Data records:
══════════════════════════════

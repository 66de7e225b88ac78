/// Errors surfaced to callers of the advisor.
///
/// Upstream details are kept as `source` (for logging) and never appear in
/// the displayed message.
#[derive(Debug, thiserror::Error)]
pub enum AdvisorError {
    #[error("{0}")]
    InvalidInput(String),

    #[error("City not found or weather service unavailable. Please try again.")]
    WeatherUnavailable,

    #[error("Query history is unavailable right now.")]
    PersistenceFailure(#[source] anyhow::Error),

    #[error("The assistant could not answer right now. Please try again later.")]
    GenerationUnavailable(#[source] anyhow::Error),
}

impl AdvisorError {
    pub fn invalid_input(message: impl Into<String>) -> Self {
        Self::InvalidInput(message.into())
    }
}
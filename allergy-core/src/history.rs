//! Append-only query history.
//!
//! The SQLite table keeps the layout `id, city, symptoms, recommendations,
//! timestamp` with list columns flattened to comma-separated text and
//! timestamps written as local wall-clock time, matching existing databases.

use anyhow::{Context, Result, anyhow};
use chrono::{DateTime, Local, NaiveDateTime, TimeZone, Utc};
use rusqlite::{Connection, params};
use std::{
    fmt::Debug,
    path::{Path, PathBuf},
    sync::Mutex,
};

use crate::{error::AdvisorError, model::HistoryRecord};

/// Text format of the `timestamp` column.
pub const TIMESTAMP_FORMAT: &str = "%Y-%m-%d %H:%M:%S";

pub trait HistoryStore: Send + Sync + Debug {
    /// Appends one record atomically.
    fn append(&self, record: &HistoryRecord) -> Result<()>;

    /// All records, newest first.
    fn list_all(&self) -> Result<Vec<HistoryRecord>>;
}

/// Reads every record, newest first, reporting storage faults as
/// [`AdvisorError::PersistenceFailure`].
pub fn read_history(store: &dyn HistoryStore) -> Result<Vec<HistoryRecord>, AdvisorError> {
    store.list_all().map_err(|err| {
        tracing::error!(error = %format!("{err:#}"), "failed to read query history");
        AdvisorError::PersistenceFailure(err)
    })
}

/// History store backed by a single SQLite file.
///
/// Writers are serialized through the connection mutex and each append is
/// one `INSERT`.
#[derive(Debug)]
pub struct SqliteHistoryStore {
    conn: Mutex<Connection>,
    db_path: PathBuf,
}

impl SqliteHistoryStore {
    /// Open or create the store at `path`.
    pub fn open(path: &Path) -> Result<Self> {
        if let Some(parent) = path.parent() {
            std::fs::create_dir_all(parent)
                .with_context(|| format!("Failed to create directory: {}", parent.display()))?;
        }

        let conn = Connection::open(path)
            .with_context(|| format!("Failed to open history database: {}", path.display()))?;

        Self::init(conn, path.to_path_buf())
    }

    /// In-memory store, discarded when dropped.
    pub fn open_in_memory() -> Result<Self> {
        let conn = Connection::open_in_memory().context("Failed to open in-memory database")?;
        Self::init(conn, PathBuf::from(":memory:"))
    }

    fn init(conn: Connection, db_path: PathBuf) -> Result<Self> {
        conn.execute(
            r#"
            CREATE TABLE IF NOT EXISTS history (
                id INTEGER PRIMARY KEY AUTOINCREMENT,
                city TEXT NOT NULL,
                symptoms TEXT NOT NULL,
                recommendations TEXT NOT NULL,
                timestamp TEXT NOT NULL
            )
            "#,
            [],
        )
        .context("Failed to create history table")?;

        Ok(Self { conn: Mutex::new(conn), db_path })
    }

    pub fn path(&self) -> &Path {
        &self.db_path
    }

    fn lock(&self) -> Result<std::sync::MutexGuard<'_, Connection>> {
        self.conn.lock().map_err(|_| anyhow!("History database lock poisoned"))
    }
}

impl HistoryStore for SqliteHistoryStore {
    fn append(&self, record: &HistoryRecord) -> Result<()> {
        let conn = self.lock()?;
        conn.execute(
            "INSERT INTO history (city, symptoms, recommendations, timestamp) \
             VALUES (?1, ?2, ?3, ?4)",
            params![
                record.city,
                record.symptoms,
                record.recommendations,
                format_timestamp(record.timestamp),
            ],
        )
        .context("Failed to insert history record")?;
        Ok(())
    }

    fn list_all(&self) -> Result<Vec<HistoryRecord>> {
        let conn = self.lock()?;
        let mut stmt = conn
            .prepare(
                "SELECT city, symptoms, recommendations, timestamp FROM history \
                 ORDER BY timestamp DESC, id DESC",
            )
            .context("Failed to prepare history query")?;

        let rows = stmt.query_map([], |row| {
            Ok((
                row.get::<_, String>(0)?,
                row.get::<_, String>(1)?,
                row.get::<_, String>(2)?,
                row.get::<_, String>(3)?,
            ))
        })?;

        let mut records = Vec::new();
        for row in rows {
            let (city, symptoms, recommendations, timestamp) = row?;
            records.push(HistoryRecord {
                city,
                symptoms,
                recommendations,
                timestamp: parse_timestamp(&timestamp)?,
            });
        }
        Ok(records)
    }
}

fn format_timestamp(timestamp: DateTime<Utc>) -> String {
    timestamp.with_timezone(&Local).format(TIMESTAMP_FORMAT).to_string()
}

fn parse_timestamp(text: &str) -> Result<DateTime<Utc>> {
    let naive = NaiveDateTime::parse_from_str(text, TIMESTAMP_FORMAT)
        .with_context(|| format!("Invalid history timestamp: {text}"))?;
    let local = Local
        .from_local_datetime(&naive)
        .earliest()
        .ok_or_else(|| anyhow!("History timestamp does not exist in local time: {text}"))?;
    Ok(local.with_timezone(&Utc))
}
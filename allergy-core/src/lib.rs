//! Core library for the `allergy` CLI.
//!
//! This crate defines:
//! - Configuration & credentials handling
//! - The advice rule tables and the engine that applies them
//! - Abstraction over weather providers
//! - Query history storage
//! - The query orchestrator tying the above together
//! - A small client for a hosted text-generation model
//!
//! It is used by `allergy-cli`, but can also be reused by other binaries or services.

pub mod config;
pub mod engine;
pub mod error;
pub mod generation;
pub mod history;
pub mod model;
pub mod orchestrator;
pub mod provider;
pub mod rules;

pub use config::{AssistantConfig, Config, ProviderConfig};
pub use error::AdvisorError;
pub use generation::{CohereGenerator, TextGenerator, ask};
pub use history::{HistoryStore, SqliteHistoryStore, read_history};
pub use model::{
    AdviceItem, HistoryRecord, QueryOutcome, SymptomSet, WeatherRequest, WeatherSnapshot,
};
pub use orchestrator::QueryOrchestrator;
pub use provider::{ProviderId, WeatherProvider};
pub use rules::Symptom;
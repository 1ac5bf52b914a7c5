mod lookup;
mod user;

use core::fmt;

#[cfg(feature = "user")]
pub use user::RuleTableError;

#[cfg(feature = "rules256")]
pub const MAX_RULES: usize = 256;
#[cfg(feature = "rules128")]
pub const MAX_RULES: usize = 128;
#[cfg(feature = "rules64")]
pub const MAX_RULES: usize = 64;
#[cfg(feature = "rules32")]
pub const MAX_RULES: usize = 32;
#[cfg(feature = "rules16")]
pub const MAX_RULES: usize = 16;

/// Wildcard for the string fields of a rule.
pub const ANY: &str = "any";
/// Wildcard for the destination port of a rule.
pub const ANY_PORT: u16 = 0;

// A field plus its length byte is 64 bytes in the persisted image.
pub const FIELD_CAP: usize = 63;

/// Verdict applied to the connections matched by a rule.
///
/// The `FromStr` implementation only accepts the exact, case-sensitive policy names.
#[repr(u8)]
#[derive(
    Clone,
    Copy,
    PartialEq,
    Eq,
    strum_macros::EnumString,
    strum_macros::IntoStaticStr,
    strum_macros::EnumCount,
)]
#[cfg_attr(
    feature = "user",
    derive(
        Debug,
        Hash,
        num_derive::FromPrimitive,
        serde::Serialize,
        serde::Deserialize
    )
)]
pub enum Verdict {
    /// Let the connection through.
    #[strum(serialize = "ALLOW")]
    Allow = 1,
    /// Drop the connection silently.
    #[strum(serialize = "DENY")]
    Deny = 2,
    /// Refuse the connection and tell the peer.
    #[strum(serialize = "REJECT")]
    Reject = 3,
    /// Let the connection through but have it inspected and logged.
    #[strum(serialize = "ALLOW with IPS")]
    AllowWithLogging = 4,
}

impl Verdict {
    /// Policy name as accepted by `FromStr`.
    pub fn name(self) -> &'static str {
        self.into()
    }
}

/// Bounded, inline string used for every textual field of a rule.
#[derive(Clone, Copy, PartialEq, Eq)]
pub struct Field {
    len: u8,
    bytes: [u8; FIELD_CAP],
}

impl Field {
    pub const EMPTY: Field = Field {
        len: 0,
        bytes: [0; FIELD_CAP],
    };

    /// Returns `None` when `value` doesn't fit in [`FIELD_CAP`] bytes.
    pub fn new(value: &str) -> Option<Self> {
        let raw = value.as_bytes();
        if raw.len() > FIELD_CAP {
            return None;
        }
        let mut bytes = [0; FIELD_CAP];
        bytes[..raw.len()].copy_from_slice(raw);
        Some(Self {
            len: raw.len() as u8,
            bytes,
        })
    }

    pub fn as_str(&self) -> &str {
        core::str::from_utf8(&self.bytes[..self.len as usize]).unwrap_or_default()
    }

    pub fn is_any(&self) -> bool {
        self.as_str() == ANY
    }
}

impl fmt::Debug for Field {
    fn fmt(&self, f: &mut fmt::Formatter<'_>) -> fmt::Result {
        fmt::Debug::fmt(self.as_str(), f)
    }
}

/// Connection tuple looked up against a [`RuleTable`].
#[derive(Clone, Copy)]
#[cfg_attr(feature = "user", derive(Debug, serde::Serialize))]
pub struct Connection<'a> {
    pub source: &'a str,
    pub destination: &'a str,
    pub destination_port: u16,
    pub master_protocol: &'a str,
    pub application_protocol: &'a str,
}

/// One position of a [`RuleTable`].
///
/// Inactive slots are all-empty, an active slot always carries a verdict.
#[derive(Clone, Copy, PartialEq, Eq)]
#[cfg_attr(feature = "user", derive(Debug))]
pub struct RuleSlot {
    active: bool,
    source: Field,
    destination: Field,
    master_protocol: Field,
    application_protocol: Field,
    destination_port: u16,
    policy: Option<Verdict>,
}

impl RuleSlot {
    pub const EMPTY: RuleSlot = RuleSlot {
        active: false,
        source: Field::EMPTY,
        destination: Field::EMPTY,
        master_protocol: Field::EMPTY,
        application_protocol: Field::EMPTY,
        destination_port: 0,
        policy: None,
    };

    pub fn is_active(&self) -> bool {
        self.active
    }

    pub fn source(&self) -> &str {
        self.source.as_str()
    }

    pub fn destination(&self) -> &str {
        self.destination.as_str()
    }

    pub fn master_protocol(&self) -> &str {
        self.master_protocol.as_str()
    }

    pub fn application_protocol(&self) -> &str {
        self.application_protocol.as_str()
    }

    pub fn destination_port(&self) -> u16 {
        self.destination_port
    }

    pub fn policy(&self) -> Option<Verdict> {
        self.policy
    }
}

impl Default for RuleSlot {
    fn default() -> Self {
        Self::EMPTY
    }
}

/// Fixed-capacity, ordered table of rules.
///
/// Slots are addressed by index and never shift, the position of a rule is its priority.
#[derive(Clone, PartialEq, Eq)]
#[cfg_attr(feature = "user", derive(Debug))]
pub struct RuleTable {
    slots: [RuleSlot; MAX_RULES],
}

impl RuleTable {
    /// Table with every slot inactive.
    pub const fn new() -> Self {
        Self {
            slots: [RuleSlot::EMPTY; MAX_RULES],
        }
    }

    pub const fn capacity(&self) -> usize {
        MAX_RULES
    }

    /// Slot at `index`, active or not. `None` only when `index` is out of range.
    pub fn get_rule(&self, index: usize) -> Option<&RuleSlot> {
        self.slots.get(index)
    }

    pub fn slots(&self) -> &[RuleSlot] {
        &self.slots
    }

    pub fn active_count(&self) -> usize {
        self.slots.iter().filter(|slot| slot.active).count()
    }
}

impl Default for RuleTable {
    fn default() -> Self {
        Self::new()
    }
}
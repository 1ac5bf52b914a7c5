use super::{Connection, Field, RuleSlot, RuleTable, Verdict, ANY_PORT};

impl Field {
    #[inline]
    fn accepts(&self, value: &str) -> bool {
        self.is_any() || self.as_str() == value
    }
}

impl RuleSlot {
    /// Whether this slot is active and every field is either its wildcard or equal to the
    /// connection's value.
    pub fn matches(&self, conn: &Connection<'_>) -> bool {
        self.active
            && self.source.accepts(conn.source)
            && self.destination.accepts(conn.destination)
            && (self.destination_port == ANY_PORT || self.destination_port == conn.destination_port)
            && self.master_protocol.accepts(conn.master_protocol)
            && self.application_protocol.accepts(conn.application_protocol)
    }
}

impl RuleTable {
    /// Verdict of the first matching slot.
    ///
    /// Position decides, a later and more specific rule never wins over an earlier one.
    pub fn lookup(&self, conn: &Connection<'_>) -> Option<Verdict> {
        self.lookup_slot(conn).map(|(_, verdict)| verdict)
    }

    /// Same as [`lookup`](Self::lookup) but also returns the index of the matching slot.
    pub fn lookup_slot(&self, conn: &Connection<'_>) -> Option<(usize, Verdict)> {
        let (index, slot) = self
            .slots
            .iter()
            .enumerate()
            .find(|(_, slot)| slot.matches(conn))?;
        slot.policy.map(|verdict| (index, verdict))
    }
}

══════════════════════════════

WHAT THE EXERCISE ASKS>
Report each line in the data that holds the word "init".

SOLUTION FOR THIS PROBLEM>
        Self::init(conn, path.to_path_buf())
        Self::init(conn, PathBuf::from(":memory:"))
    fn init(conn: Connection, db_path: PathBuf) -> Result<Self> {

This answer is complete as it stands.